President-elect Joe Biden departs a news conference after introducing his nominees and appointees to economic policy posts at The Queen theater, Tuesday, Dec. 1, 2020, in Wilmington, Del. (AP Photo/Andrew Harnik)

President-elect Joe Biden departs a news conference after introducing his nominees and appointees to economic policy posts at The Queen theater, Tuesday, Dec. 1, 2020, in Wilmington, Del. (AP Photo/Andrew Harnik)

Among first acts, Biden to call for 100 days of mask-wearing

WASHINGTON — Joe Biden said Thursday that he will ask Americans to commit to 100 days of wearing masks as one of his first acts as president, stopping just short of the nationwide mandate he’s pushed before to stop the spread of the coronavirus.

The move marks a notable shift from President Donald Trump, whose own skepticism of mask-wearing has contributed to a politicization of the issue. That’s made many people reticent to embrace a practice that public health experts say is one of the easiest ways to manage the pandemic, which has killed more than 275,000 Americans.

The president-elect has frequently emphasized mask-wearing as a “patriotic duty” and during the campaign floated the idea of instituting a nationwide mask mandate, which he later acknowledged would be beyond the ability of the president to enforce.

Speaking with CNN’s Jake Tapper, Biden said he would make the request of Americans on Inauguration Day, Jan. 20.

“On the first day I’m inaugurated, I’m going to ask the public for 100 days to mask. Just 100 days to mask — not forever, just 100 days. And I think we’ll see a significant reduction” in the virus, Biden said.

The president-elect reiterated his call for lawmakers on Capitol Hill to pass a coronavirus aid bill and expressed support for a $900 billion compromise bill that a bipartisan group of lawmakers introduced this week.

“That would be a good start. It’s not enough,” he said, adding, “I’m going to need to ask for more help.”

Biden has said his transition team is working on its own coronavirus relief package, and his aides have signalled they plan for that to be their first legislative push.

The president-elect also said he asked Dr. Anthony Fauci to stay on in his administration, “in the exact same role he’s had for the past several presidents,” as the director of the National Institute of Allergy and Infectious Diseases, the nation’s top infectious-disease expert.

He said he’s asked Fauci to be a “chief medical adviser” as well as part of his COVID-19 advisory team. Fauci told NBC’s “Today” show on Friday, “I said yes right on the spot.”

Regarding a coronavirus vaccine, Biden offered begrudging credit for the work Trump’s administration has done in expediting the development of a vaccine but said that planning the distribution properly will be “critically important.”

“It’s a really difficult but doable project, but it has to be well planned, ” he said.
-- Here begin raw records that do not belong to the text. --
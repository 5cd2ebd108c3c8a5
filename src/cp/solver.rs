//! CP solver interface and propagation-based implementation.

use super::model::{Constraint, CpModel, Objective};
use std::collections::{HashMap, VecDeque};
use std::time::{Duration, Instant};

/// Status of the solver after execution.
#[derive(Debug, Clone, Copy, PartialEq, Eq)]
pub enum SolverStatus {
    /// Proven optimal solution found.
    Optimal,
    /// Feasible (but not necessarily optimal) solution found.
    Feasible,
    /// No feasible solution exists.
    Infeasible,
    /// Model is invalid or malformed.
    ModelInvalid,
    /// Solver exceeded time limit without a solution.
    Timeout,
}

impl SolverStatus {
    pub fn as_str(&self) -> &'static str {
        match self {
            Self::Optimal => "optimal",
            Self::Feasible => "feasible",
            Self::Infeasible => "infeasible",
            Self::ModelInvalid => "model_invalid",
            Self::Timeout => "timeout",
        }
    }
}

/// Search counters reported with a solution.
#[derive(Debug, Clone, Copy, Default, PartialEq, Eq)]
pub struct SearchStats {
    /// Branching decisions taken.
    pub branches: u64,
    /// Nodes whose propagation emptied a domain.
    pub conflicts: u64,
    /// Constraint propagator invocations.
    pub propagations: u64,
    /// Improving solutions found.
    pub solutions: u64,
}

/// Solution from a CP solver.
#[derive(Debug, Clone)]
pub struct CpSolution {
    /// Solver status.
    pub status: SolverStatus,
    /// Objective function value (if any).
    pub objective_value: Option<i64>,
    /// Integer variable assignments.
    pub int_vars: HashMap<String, i64>,
    /// Search counters.
    pub stats: SearchStats,
    /// Whether the time limit stopped the search.
    pub timed_out: bool,
    /// Solve time in milliseconds.
    pub solve_time_ms: i64,
}

impl CpSolution {
    /// Creates an empty solution with the given status.
    pub fn empty(status: SolverStatus) -> Self {
        Self {
            status,
            objective_value: None,
            int_vars: HashMap::new(),
            stats: SearchStats::default(),
            timed_out: false,
            solve_time_ms: 0,
        }
    }

    /// Whether a feasible solution was found.
    pub fn is_solution_found(&self) -> bool {
        matches!(self.status, SolverStatus::Optimal | SolverStatus::Feasible)
    }
}

/// Solver configuration.
#[derive(Debug, Clone)]
pub struct SolverConfig {
    /// Maximum solve time in milliseconds.
    pub time_limit_ms: i64,
    /// Stop after finding the first feasible solution.
    pub stop_after_first: bool,
}

impl Default for SolverConfig {
    fn default() -> Self {
        Self {
            time_limit_ms: 60_000,
            stop_after_first: false,
        }
    }
}

impl SolverConfig {
    pub fn with_time_limit_ms(mut self, ms: i64) -> Self {
        self.time_limit_ms = ms;
        self
    }

    pub fn with_stop_after_first(mut self, stop: bool) -> Self {
        self.stop_after_first = stop;
        self
    }

    /// Validates the configuration.
    pub fn validate(&self) -> Result<(), String> {
        if self.time_limit_ms < 0 {
            return Err(format!(
                "time_limit_ms must be non-negative, got {}",
                self.time_limit_ms
            ));
        }
        Ok(())
    }
}

/// Trait for CP solver implementations.
///
/// Implementors provide the actual constraint solving logic.
/// This can wrap external solvers (e.g., OR-Tools CP-SAT) or
/// provide custom search.
pub trait CpSolver {
    /// Solves the model and returns a solution.
    fn solve(&self, model: &CpModel, config: &SolverConfig) -> CpSolution;
}

/// `Σ coeff·x <= rhs` over variable indices, in `i128` so that no
/// product of an `i64` coefficient and an `i64` bound can overflow.
#[derive(Debug, Clone)]
struct Linear {
    terms: Vec<(usize, i128)>,
    rhs: i128,
}

#[derive(Debug, Clone, Copy, PartialEq, Eq)]
struct Bounds {
    lo: i64,
    hi: i64,
}

impl Bounds {
    fn is_fixed(&self) -> bool {
        self.lo == self.hi
    }

    fn width(&self) -> i128 {
        i128::from(self.hi) - i128::from(self.lo)
    }
}

/// Index-based form of a validated [`CpModel`].
struct Compiled {
    constraints: Vec<Linear>,
    /// Constraints touching each variable.
    watches: Vec<Vec<usize>>,
    /// Minimization terms (maximization is negated).
    objective: Vec<(usize, i128)>,
    in_objective: Vec<bool>,
    maximize: bool,
}

impl Compiled {
    fn new(model: &CpModel) -> Self {
        let resolve = |terms: &[(String, i64)]| -> Vec<(usize, i128)> {
            terms
                .iter()
                .filter_map(|(name, c)| model.var_index(name).map(|i| (i, i128::from(*c))))
                .filter(|&(_, c)| c != 0)
                .collect()
        };

        let mut constraints = Vec::new();
        for constraint in &model.constraints {
            match constraint {
                Constraint::LessEqual { terms, rhs } => constraints.push(Linear {
                    terms: resolve(terms),
                    rhs: i128::from(*rhs),
                }),
                Constraint::Equal { terms, rhs } => {
                    let terms = resolve(terms);
                    let negated = terms.iter().map(|&(i, c)| (i, -c)).collect();
                    let rhs = i128::from(*rhs);
                    constraints.push(Linear { terms, rhs });
                    constraints.push(Linear {
                        terms: negated,
                        rhs: -rhs,
                    });
                }
            }
        }

        let mut watches = vec![Vec::new(); model.var_count()];
        for (ci, linear) in constraints.iter().enumerate() {
            for &(v, _) in &linear.terms {
                watches[v].push(ci);
            }
        }

        let (objective, maximize) = match &model.objective {
            Some(Objective::Minimize { terms }) => (resolve(terms), false),
            Some(Objective::Maximize { terms }) => (
                resolve(terms).into_iter().map(|(i, c)| (i, -c)).collect(),
                true,
            ),
            None => (Vec::new(), false),
        };
        let mut in_objective = vec![false; model.var_count()];
        for &(v, _) in &objective {
            in_objective[v] = true;
        }

        Self {
            constraints,
            watches,
            objective,
            in_objective,
            maximize,
        }
    }

    /// Runs bound propagation to a fixpoint. Returns `false` on conflict.
    ///
    /// `cut` is the objective cut `Σ obj <= best - 1`, if an incumbent exists.
    fn propagate(&self, dom: &mut [Bounds], cut: Option<&Linear>, stats: &mut SearchStats) -> bool {
        let cut_id = self.constraints.len();
        let total = cut_id + usize::from(cut.is_some());
        let mut queued = vec![true; total];
        let mut queue: VecDeque<usize> = (0..total).collect();
        let mut changed = Vec::new();

        while let Some(ci) = queue.pop_front() {
            queued[ci] = false;
            let linear = if ci == cut_id {
                match cut {
                    Some(cut) => cut,
                    None => continue,
                }
            } else {
                &self.constraints[ci]
            };

            stats.propagations += 1;
            changed.clear();
            if !propagate_linear(linear, dom, &mut changed) {
                return false;
            }

            for &v in &changed {
                for &other in &self.watches[v] {
                    if !queued[other] {
                        queued[other] = true;
                        queue.push_back(other);
                    }
                }
                if cut.is_some() && self.in_objective[v] && !queued[cut_id] {
                    queued[cut_id] = true;
                    queue.push_back(cut_id);
                }
            }
        }
        true
    }

    fn objective_value(&self, dom: &[Bounds]) -> i128 {
        self.objective
            .iter()
            .map(|&(v, c)| c * i128::from(dom[v].lo))
            .sum()
    }
}

/// Tightens bounds for one `<=` constraint, recording changed variables.
fn propagate_linear(linear: &Linear, dom: &mut [Bounds], changed: &mut Vec<usize>) -> bool {
    let min_term = |c: i128, b: Bounds| {
        if c > 0 {
            c * i128::from(b.lo)
        } else {
            c * i128::from(b.hi)
        }
    };

    let min_sum: i128 = linear.terms.iter().map(|&(v, c)| min_term(c, dom[v])).sum();
    if min_sum > linear.rhs {
        return false;
    }

    // Tightening one variable never changes another's minimum contribution.
    for &(v, c) in &linear.terms {
        let slack = linear.rhs - (min_sum - min_term(c, dom[v]));
        let b = &mut dom[v];
        if c > 0 {
            let hi = div_floor(slack, c);
            if hi < i128::from(b.hi) {
                if hi < i128::from(b.lo) {
                    return false;
                }
                // b.lo <= hi < b.hi, so the narrowing is lossless.
                b.hi = hi as i64;
                changed.push(v);
            }
        } else {
            let lo = div_ceil(slack, c);
            if lo > i128::from(b.lo) {
                if lo > i128::from(b.hi) {
                    return false;
                }
                b.lo = lo as i64;
                changed.push(v);
            }
        }
    }
    true
}

fn div_floor(a: i128, b: i128) -> i128 {
    let q = a / b;
    if a % b != 0 && ((a < 0) != (b < 0)) {
        q - 1
    } else {
        q
    }
}

fn div_ceil(a: i128, b: i128) -> i128 {
    let q = a / b;
    if a % b != 0 && ((a < 0) == (b < 0)) {
        q + 1
    } else {
        q
    }
}

/// Saturating conversion of an objective value back to `i64`.
fn clamp_i64(value: i128) -> i64 {
    i64::try_from(value).unwrap_or(if value < 0 { i64::MIN } else { i64::MAX })
}

/// Bounds-propagation solver with depth-first branch-and-bound.
///
/// # Algorithm
///
/// 1. Propagate every linear constraint (and the objective cut, once an
///    incumbent exists) to a bounds fixpoint
/// 2. On a conflict, backtrack
/// 3. If every variable is fixed, record the solution and tighten the
///    objective cut to `best - 1`
/// 4. Otherwise pick the unfixed variable with the smallest domain
///    (first-fail, lowest index on ties) and bisect it, exploring the
///    lower half `x <= mid` before `x > mid`
///
/// Search ends when the tree is exhausted (optimality or infeasibility
/// proven), when the time limit expires, or after the first solution if
/// [`SolverConfig::stop_after_first`] is set. Without an objective the
/// first solution is reported as optimal.
///
/// # Examples
///
/// ```
/// use u_mcflow::cp::{CpModel, CpSolver, IntVar, Objective, PropagationSolver, SolverConfig, SolverStatus};
///
/// let mut model = CpModel::new("mix");
/// model.add_int_var(IntVar::new("x", 0, 10));
/// model.add_int_var(IntVar::new("y", 0, 10));
/// model.add_equal(vec![("x".into(), 1), ("y".into(), 1)], 7);
/// model.set_objective(Objective::Minimize {
///     terms: vec![("x".into(), 2), ("y".into(), 3)],
/// });
///
/// let solution = PropagationSolver::new().solve(&model, &SolverConfig::default());
/// assert_eq!(solution.status, SolverStatus::Optimal);
/// assert_eq!(solution.objective_value, Some(14));
/// ```
pub struct PropagationSolver;

impl PropagationSolver {
    pub fn new() -> Self {
        Self
    }
}

impl Default for PropagationSolver {
    fn default() -> Self {
        Self::new()
    }
}

impl CpSolver for PropagationSolver {
    fn solve(&self, model: &CpModel, config: &SolverConfig) -> CpSolution {
        if let Err(reason) = model.validate().and_then(|_| config.validate()) {
            tracing::debug!(model = %model.name, %reason, "rejecting CP model");
            return CpSolution::empty(SolverStatus::ModelInvalid);
        }

        let start_time = Instant::now();
        let deadline = start_time
            .checked_add(Duration::from_millis(config.time_limit_ms as u64))
            .unwrap_or_else(|| start_time + Duration::from_secs(365 * 24 * 3600));
        let compiled = Compiled::new(model);
        let has_objective = model.objective.is_some();

        let root: Vec<Bounds> = model
            .int_vars
            .iter()
            .map(|v| Bounds {
                lo: v.min,
                hi: v.max,
            })
            .collect();

        let mut stats = SearchStats::default();
        let mut stack = vec![root];
        let mut best: Option<(i128, Vec<Bounds>)> = None;
        let mut cut: Option<Linear> = None;
        let mut timed_out = false;
        let mut stopped_early = false;

        while let Some(mut dom) = stack.pop() {
            if Instant::now() >= deadline {
                timed_out = true;
                break;
            }

            if !compiled.propagate(&mut dom, cut.as_ref(), &mut stats) {
                stats.conflicts += 1;
                continue;
            }

            let branch_var = dom
                .iter()
                .enumerate()
                .filter(|(_, b)| !b.is_fixed())
                .min_by_key(|&(i, b)| (b.width(), i))
                .map(|(i, _)| i);

            match branch_var {
                None => {
                    let value = compiled.objective_value(&dom);
                    stats.solutions += 1;
                    tracing::debug!(
                        objective = clamp_i64(value),
                        branches = stats.branches,
                        "CP solution"
                    );
                    best = Some((value, dom));
                    if !has_objective || config.stop_after_first {
                        stopped_early = has_objective;
                        break;
                    }
                    cut = Some(Linear {
                        terms: compiled.objective.clone(),
                        rhs: value - 1,
                    });
                }
                Some(v) => {
                    stats.branches += 1;
                    // lo <= mid < hi, so both halves are non-empty and fit in i64.
                    let mid = (i128::from(dom[v].lo) + dom[v].width() / 2) as i64;
                    let mut upper = dom.clone();
                    upper[v].lo = mid + 1;
                    dom[v].hi = mid;
                    stack.push(upper);
                    stack.push(dom);
                }
            }
        }

        let status = match (&best, timed_out || stopped_early) {
            (Some(_), false) => SolverStatus::Optimal,
            (Some(_), true) => SolverStatus::Feasible,
            (None, false) => SolverStatus::Infeasible,
            (None, true) => SolverStatus::Timeout,
        };

        let mut solution = CpSolution::empty(status);
        solution.stats = stats;
        solution.timed_out = timed_out;
        solution.solve_time_ms = start_time.elapsed().as_millis() as i64;

        if let Some((value, dom)) = best {
            if has_objective {
                solution.objective_value =
                    Some(clamp_i64(if compiled.maximize { -value } else { value }));
            }
            solution.int_vars = model
                .int_vars
                .iter()
                .zip(&dom)
                .map(|(var, b)| (var.name.clone(), b.lo))
                .collect();
        }

        solution
    }
}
Part of the challenge the Biden administration will face in distributing the vaccine will be instilling public confidence in it. Biden said he’d be “happy” to get inoculated in public to assuage any concerns about its efficacy and safety. Three former presidents — Barack Obama, George W. Bush and Bill Clinton — have said they’d also get vaccinated publicly to show that it’s safe.

“People have lost faith in the ability of the vaccine to work,” Biden said, adding that “it matters what a president and the vice-president do.”
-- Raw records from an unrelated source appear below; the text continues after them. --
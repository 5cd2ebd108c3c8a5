//! Building a [`FlowModel`] from a [`ProblemInstance`].

use super::types::{FlowModel, FlowRow, FlowVar, RowKind, RowSense};
use crate::network::ProblemInstance;

impl FlowModel {
    /// Formulates `instance` as a min-cost multi-commodity flow model.
    ///
    /// Conservation rows are emitted for every (node, commodity) pair,
    /// including nodes without incident edges. Edge endpoints must be below
    /// `instance.node_count()`.
    ///
    /// # Examples
    ///
    /// ```
    /// use u_mcflow::formulation::FlowModel;
    /// use u_mcflow::network::{Commodity, Edge, ProblemInstance};
    ///
    /// let instance = ProblemInstance::from_parts(
    ///     2,
    ///     vec![Edge::new(0, 1, 10, vec![3])],
    ///     vec![Commodity::new(0, vec![4, -4])],
    /// );
    /// let model = FlowModel::formulate(&instance);
    /// assert_eq!(model.variable_count(), 1);
    /// assert_eq!(model.row_count(), 1 + 2);
    /// assert!(model.is_feasible(&[4]));
    /// assert_eq!(model.objective_value(&[4]), 12);
    /// ```
    pub fn formulate(instance: &ProblemInstance) -> Self {
        let k = instance.commodity_count();
        let n = instance.node_count();
        let edges = instance.edges();

        let mut variables = Vec::with_capacity(edges.len() * k);
        for (e, edge) in edges.iter().enumerate() {
            for commodity in 0..k {
                variables.push(FlowVar {
                    name: format!("flow_e{}_k{}", e, commodity),
                    edge: e,
                    from: edge.from,
                    to: edge.to,
                    commodity,
                    upper: edge.capacity,
                    cost: edge.costs.get(commodity).copied().unwrap_or_default(),
                });
            }
        }

        let mut rows = Vec::with_capacity(edges.len() + n * k);
        for (e, edge) in edges.iter().enumerate() {
            rows.push(FlowRow {
                name: format!("cap_e{}", e),
                kind: RowKind::Capacity { edge: e },
                terms: (0..k).map(|c| (e * k + c, 1)).collect(),
                sense: RowSense::LessEqual,
                rhs: edge.capacity,
            });
        }

        for (commodity, demand) in instance.commodities().iter().enumerate() {
            let mut terms_by_node: Vec<Vec<(usize, i64)>> = vec![Vec::new(); n];
            for (e, edge) in edges.iter().enumerate() {
                let var = e * k + commodity;
                terms_by_node[edge.from].push((var, 1));
                terms_by_node[edge.to].push((var, -1));
            }
            for (node, terms) in terms_by_node.into_iter().enumerate() {
                rows.push(FlowRow {
                    name: format!("balance_v{}_k{}", node, commodity),
                    kind: RowKind::Conservation { node, commodity },
                    terms,
                    sense: RowSense::Equal,
                    rhs: demand.supply_demand.get(node).copied().unwrap_or(0),
                });
            }
        }

        tracing::debug!(
            variables = variables.len(),
            rows = rows.len(),
            "formulated flow model"
        );

        Self {
            name: format!("mcflow_n{}_m{}_k{}", n, edges.len(), k),
            node_count: n,
            commodity_count: k,
            variables,
            rows,
        }
    }
}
In the same interview, Biden also weighed in on reports that Trump is considering pardons of himself and his allies.

“It concerns me in terms of what kind of precedent it sets and how the rest of the world looks at us as a nation of laws and justice,” Biden said.

Biden committed that his Justice Department will “operate independently” and that whoever he chooses to lead the department will have the “independent capacity to decide who gets investigated.”

“You’re not going to see in our administration that kind of approach to pardons, nor are you going to see in our administration the approach to making policy by tweets,” he said.

In addition to considering preemptive pardons, Trump has spent much of his time post-election trying to raise questions about an election he lost by millions of votes while his lawyers pursue baseless lawsuits alleging voter fraud in multiple states.

Republicans on Capitol Hill, meanwhile, have largely given the president cover, with many defending the lawsuits and few publicly congratulating Biden on his win.

But Biden said Thursday that he’s received private calls of congratulations from “more than several sitting Republican senators” and that he has confidence in his ability to cut bipartisan deals with Republicans despite the rancour that’s characterized the last four years on Capitol Hill.

Trump aides have expressed skepticism that the president, who continues to falsely claim victory and spread baseless claims of fraud, would attend Biden’s inauguration. Biden said Thursday night that he believes it’s “important” that Trump attend, largely to demonstrate the nation’s commitment to peaceful transfer of power between political rivals.

“It is totally his decision,” Biden said of Trump, adding, “It is of no personal consequence to me, but I think it is to the country.”